[Items from a dataset]
BEGIN
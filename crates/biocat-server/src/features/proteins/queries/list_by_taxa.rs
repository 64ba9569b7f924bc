use mediator::Request;
use serde::{Deserialize, Serialize};

use crate::store::{SharedStore, StoreError};

#[derive(Debug, Clone, Serialize, Deserialize)]
pub struct ListProteinsByTaxaQuery {
    pub taxa_id: i32,
}

/// `id` carries the protein's externally assigned `id_custom`
#[derive(Debug, Clone, PartialEq, Eq, Serialize, Deserialize)]
pub struct ProteinByTaxaItem {
    pub id: Option<i32>,
    pub protein_id: String,
}

#[derive(Debug, thiserror::Error)]
pub enum ListProteinsByTaxaError {
    #[error(transparent)]
    Store(#[from] StoreError),
}

impl Request<Result<Vec<ProteinByTaxaItem>, ListProteinsByTaxaError>> for ListProteinsByTaxaQuery {}

impl crate::cqrs::middleware::Query for ListProteinsByTaxaQuery {}

#[tracing::instrument(skip(store))]
pub async fn handle(
    store: SharedStore,
    query: ListProteinsByTaxaQuery,
) -> Result<Vec<ProteinByTaxaItem>, ListProteinsByTaxaError> {
    let mut tx = store.begin().await?;
    let proteins = tx.list_proteins_by_taxa(query.taxa_id).await?;
    Ok(proteins
        .into_iter()
        .map(|p| ProteinByTaxaItem {
            id: p.id_custom,
            protein_id: p.protein_id,
        })
        .collect())
}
END
[Task description]: The expected output is the lines from the one with "pub struct ProteinByTaxaItem" through the end of the data, exactly as written and nothing more.

[Exercise output]:
pub struct ProteinByTaxaItem {
    pub id: Option<i32>,
    pub protein_id: String,
}

#[derive(Debug, thiserror::Error)]
pub enum ListProteinsByTaxaError {
    #[error(transparent)]
    Store(#[from] StoreError),
}

impl Request<Result<Vec<ProteinByTaxaItem>, ListProteinsByTaxaError>> for ListProteinsByTaxaQuery {}

impl crate::cqrs::middleware::Query for ListProteinsByTaxaQuery {}

#[tracing::instrument(skip(store))]
pub async fn handle(
    store: SharedStore,
    query: ListProteinsByTaxaQuery,
) -> Result<Vec<ProteinByTaxaItem>, ListProteinsByTaxaError> {
    let mut tx = store.begin().await?;
    let proteins = tx.list_proteins_by_taxa(query.taxa_id).await?;
    Ok(proteins
        .into_iter()
        .map(|p| ProteinByTaxaItem {
            id: p.id_custom,
            protein_id: p.protein_id,
        })
        .collect())
}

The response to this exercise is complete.